- PROBLEM TO WORK ON
Count, in the data that follows, every line with the string "LazyLock", and give that count as the whole reply.

##### PROVIDED RECORDS #####

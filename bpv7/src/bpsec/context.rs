use super::*;
use hashbrown::HashMap;
use std::sync::LazyLock;

/// Key material for creating security blocks.
#[derive(Clone)]
#[non_exhaustive]
pub enum Key {
    Ed25519(ed25519_dalek::SigningKey),
}

impl core::fmt::Debug for Key {
    fn fmt(&self, f: &mut core::fmt::Formatter<'_>) -> core::fmt::Result {
        match self {
            Self::Ed25519(key) => f
                .debug_tuple("Ed25519")
                .field(&key.verifying_key())
                .finish(),
        }
    }
}

/// The encoded bytes of the blocks a security operation covers.
pub trait Targets {
    /// Feeds the encoding of block `target`, 0 being the primary block, to `sink`
    /// in one or more parts.
    fn feed(&self, target: u64, sink: &mut dyn FnMut(&[u8])) -> Result<(), crate::Error>;
}

/// A security context (RFC 9172 Section 3.10).
///
/// The bundle is not passed in: a context only sees the encoded bytes of each
/// target, streamed from `data`.
pub trait Context: Send + Sync {
    fn id(&self) -> u64;

    /// Produces a complete ASB over `targets`.
    fn sign(
        &self,
        targets: &[u64],
        data: &dyn Targets,
        key: &Key,
        source: &Eid,
    ) -> Result<AbstractSecurityBlock, crate::Error>;

    /// Checks an ASB of this context against the current encoding of its targets.
    fn verify(&self, asb: &AbstractSecurityBlock, data: &dyn Targets) -> Result<(), crate::Error>;
}

/// Maps security context ids to their implementation.
pub struct ContextRegistry {
    contexts: HashMap<u64, Box<dyn Context>>,
}

impl Default for ContextRegistry {
    fn default() -> Self {
        let mut registry = Self::empty();
        registry.register(Box::new(ed25519::Ed25519));
        registry
    }
}

impl ContextRegistry {
    pub fn empty() -> Self {
        Self {
            contexts: HashMap::new(),
        }
    }

    pub fn register(&mut self, context: Box<dyn Context>) {
        self.contexts.insert(context.id(), context);
    }

    pub fn get(&self, id: u64) -> Option<&dyn Context> {
        self.contexts.get(&id).map(|c| c.as_ref())
    }
}

/// The registry of the built-in security contexts.
pub fn contexts() -> &'static ContextRegistry {
    static DEFAULT: LazyLock<ContextRegistry> = LazyLock::new(ContextRegistry::default);
    &DEFAULT
}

#####

- RESULT BELOW
2